//! External isomorphism solver invocation

use std::path::Path;
use std::process::Stdio;

use tokio::process::Command;
use tokio::time::timeout;
use tracing::debug;

use crate::error::{Error, Result};
use crate::lattice::SearchResultsFile;
use crate::search::SearchConfig;

/// Run the solver on one cluster lattice and decode its output
///
/// Invocation is `<solver> -q <query> -l <lattice> -o <out>` with the output
/// file placed in a scratch directory that is removed on return. The child
/// is killed when the wall-clock budget runs out.
pub(crate) async fn run_solver(
    config: &SearchConfig,
    query_path: &Path,
    lattice_path: &Path,
) -> Result<SearchResultsFile> {
    let scratch = tempfile::tempdir()?;
    let out_path = scratch.path().join("results.bin");

    debug!(
        solver = %config.solver_path.display(),
        lattice = %lattice_path.display(),
        "invoking solver"
    );

    let child = Command::new(&config.solver_path)
        .arg("-q")
        .arg(query_path)
        .arg("-l")
        .arg(lattice_path)
        .arg("-o")
        .arg(&out_path)
        .stdout(Stdio::null())
        .stderr(Stdio::piped())
        .kill_on_drop(true)
        .spawn()?;

    let output = match timeout(config.timeout, child.wait_with_output()).await {
        Ok(done) => done?,
        Err(_) => {
            return Err(Error::SolverTimeout {
                timeout_secs: config.timeout.as_secs(),
                lattice: lattice_path.to_path_buf(),
            });
        }
    };

    if !output.status.success() {
        return Err(Error::SolverFailure {
            status: output.status.code(),
            stderr: String::from_utf8_lossy(&output.stderr).into_owned(),
        });
    }

    let bytes = tokio::fs::read(&out_path).await?;
    SearchResultsFile::from_bytes(&bytes)
}
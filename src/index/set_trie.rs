//! Set-trie over sorted integer sets
//!
//! A trie whose paths are strictly increasing element sequences, supporting
//! the superset query: find every stored set that contains all elements of
//! the query. Children are kept sorted, so a walk prunes the moment a child
//! label exceeds the next needed element.

/// Trie over sorted `u32` sets, each carrying values of type `V`
#[derive(Debug, Default)]
pub struct SetTrie<V> {
    root: TrieNode<V>,
    len: usize,
}

#[derive(Debug)]
struct TrieNode<V> {
    /// Sorted by label; binary-searchable
    children: Vec<(u32, TrieNode<V>)>,
    /// Values of sets ending exactly here
    values: Vec<V>,
}

impl<V> Default for TrieNode<V> {
    fn default() -> Self {
        Self {
            children: Vec::new(),
            values: Vec::new(),
        }
    }
}

impl<V> SetTrie<V> {
    /// Empty trie
    #[must_use]
    pub fn new() -> Self {
        Self {
            root: TrieNode::default(),
            len: 0,
        }
    }

    /// Number of inserted values
    #[must_use]
    pub fn len(&self) -> usize {
        self.len
    }

    /// Whether the trie holds no values
    #[must_use]
    pub fn is_empty(&self) -> bool {
        self.len == 0
    }

    /// Insert `value` under `set`
    ///
    /// The set is normalized (sorted, deduplicated) internally, so callers
    /// may pass elements in any order. The empty set is a valid key.
    pub fn insert(&mut self, set: &[u32], value: V) {
        let mut key: Vec<u32> = set.to_vec();
        key.sort_unstable();
        key.dedup();

        let mut node = &mut self.root;
        for element in key {
            let idx = match node.children.binary_search_by_key(&element, |(l, _)| *l) {
                Ok(idx) => idx,
                Err(idx) => {
                    node.children.insert(idx, (element, TrieNode::default()));
                    idx
                }
            };
            node = &mut node.children[idx].1;
        }
        node.values.push(value);
        self.len += 1;
    }

    /// Every value whose set is a superset of `query`
    ///
    /// The empty query matches every stored set. Results come out in trie
    /// order, which is deterministic for a given insertion history.
    #[must_use]
    pub fn supersets(&self, query: &[u32]) -> Vec<&V> {
        let mut needed: Vec<u32> = query.to_vec();
        needed.sort_unstable();
        needed.dedup();

        let mut out = Vec::new();
        walk(&self.root, &needed, &mut out);
        out
    }
}

fn walk<'a, V>(node: &'a TrieNode<V>, needed: &[u32], out: &mut Vec<&'a V>) {
    match needed.first() {
        None => collect_all(node, out),
        Some(&next) => {
            for (label, child) in &node.children {
                if *label < next {
                    // A smaller element may still lead to a path containing
                    // everything we need
                    walk(child, needed, out);
                } else if *label == next {
                    walk(child, &needed[1..], out);
                } else {
                    // Children are sorted; nothing further can match
                    break;
                }
            }
        }
    }
}

fn collect_all<'a, V>(node: &'a TrieNode<V>, out: &mut Vec<&'a V>) {
    out.extend(node.values.iter());
    for (_, child) in &node.children {
        collect_all(child, out);
    }
}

----------------

Task requirements: Reproduce the material above in full, exactly.

Task response:
//! External isomorphism solver invocation

use std::path::Path;
use std::process::Stdio;

use tokio::process::Command;
use tokio::time::timeout;
use tracing::debug;

use crate::error::{Error, Result};
use crate::lattice::SearchResultsFile;
use crate::search::SearchConfig;

/// Run the solver on one cluster lattice and decode its output
///
/// Invocation is `<solver> -q <query> -l <lattice> -o <out>` with the output
/// file placed in a scratch directory that is removed on return. The child
/// is killed when the wall-clock budget runs out.
pub(crate) async fn run_solver(
    config: &SearchConfig,
    query_path: &Path,
    lattice_path: &Path,
) -> Result<SearchResultsFile> {
    let scratch = tempfile::tempdir()?;
    let out_path = scratch.path().join("results.bin");

    debug!(
        solver = %config.solver_path.display(),
        lattice = %lattice_path.display(),
        "invoking solver"
    );

    let child = Command::new(&config.solver_path)
        .arg("-q")
        .arg(query_path)
        .arg("-l")
        .arg(lattice_path)
        .arg("-o")
        .arg(&out_path)
        .stdout(Stdio::null())
        .stderr(Stdio::piped())
        .kill_on_drop(true)
        .spawn()?;

    let output = match timeout(config.timeout, child.wait_with_output()).await {
        Ok(done) => done?,
        Err(_) => {
            return Err(Error::SolverTimeout {
                timeout_secs: config.timeout.as_secs(),
                lattice: lattice_path.to_path_buf(),
            });
        }
    };

    if !output.status.success() {
        return Err(Error::SolverFailure {
            status: output.status.code(),
            stderr: String::from_utf8_lossy(&output.stderr).into_owned(),
        });
    }

    let bytes = tokio::fs::read(&out_path).await?;
    SearchResultsFile::from_bytes(&bytes)
}
filename src/index/set_trie.rs
//! Set-trie over sorted integer sets
//!
//! A trie whose paths are strictly increasing element sequences, supporting
//! the superset query: find every stored set that contains all elements of
//! the query. Children are kept sorted, so a walk prunes the moment a child
//! label exceeds the next needed element.

/// Trie over sorted `u32` sets, each carrying values of type `V`
#[derive(Debug, Default)]
pub struct SetTrie<V> {
    root: TrieNode<V>,
    len: usize,
}

#[derive(Debug)]
struct TrieNode<V> {
    /// Sorted by label; binary-searchable
    children: Vec<(u32, TrieNode<V>)>,
    /// Values of sets ending exactly here
    values: Vec<V>,
}

impl<V> Default for TrieNode<V> {
    fn default() -> Self {
        Self {
            children: Vec::new(),
            values: Vec::new(),
        }
    }
}

impl<V> SetTrie<V> {
    /// Empty trie
    #[must_use]
    pub fn new() -> Self {
        Self {
            root: TrieNode::default(),
            len: 0,
        }
    }

    /// Number of inserted values
    #[must_use]
    pub fn len(&self) -> usize {
        self.len
    }

    /// Whether the trie holds no values
    #[must_use]
    pub fn is_empty(&self) -> bool {
        self.len == 0
    }

    /// Insert `value` under `set`
    ///
    /// The set is normalized (sorted, deduplicated) internally, so callers
    /// may pass elements in any order. The empty set is a valid key.
    pub fn insert(&mut self, set: &[u32], value: V) {
        let mut key: Vec<u32> = set.to_vec();
        key.sort_unstable();
        key.dedup();

        let mut node = &mut self.root;
        for element in key {
            let idx = match node.children.binary_search_by_key(&element, |(l, _)| *l) {
                Ok(idx) => idx,
                Err(idx) => {
                    node.children.insert(idx, (element, TrieNode::default()));
                    idx
                }
            };
            node = &mut node.children[idx].1;
        }
        node.values.push(value);
        self.len += 1;
    }

    /// Every value whose set is a superset of `query`
    ///
    /// The empty query matches every stored set. Results come out in trie
    /// order, which is deterministic for a given insertion history.
    #[must_use]
    pub fn supersets(&self, query: &[u32]) -> Vec<&V> {
        let mut needed: Vec<u32> = query.to_vec();
        needed.sort_unstable();
        needed.dedup();

        let mut out = Vec::new();
        walk(&self.root, &needed, &mut out);
        out
    }
}

fn walk<'a, V>(node: &'a TrieNode<V>, needed: &[u32], out: &mut Vec<&'a V>) {
    match needed.first() {
        None => collect_all(node, out),
        Some(&next) => {
            for (label, child) in &node.children {
                if *label < next {
                    // A smaller element may still lead to a path containing
                    // everything we need
                    walk(child, needed, out);
                } else if *label == next {
                    walk(child, &needed[1..], out);
                } else {
                    // Children are sorted; nothing further can match
                    break;
                }
            }
        }
    }
}

fn collect_all<'a, V>(node: &'a TrieNode<V>, out: &mut Vec<&'a V>) {
    out.extend(node.values.iter());
    for (_, child) in &node.children {
        collect_all(child, out);
    }
}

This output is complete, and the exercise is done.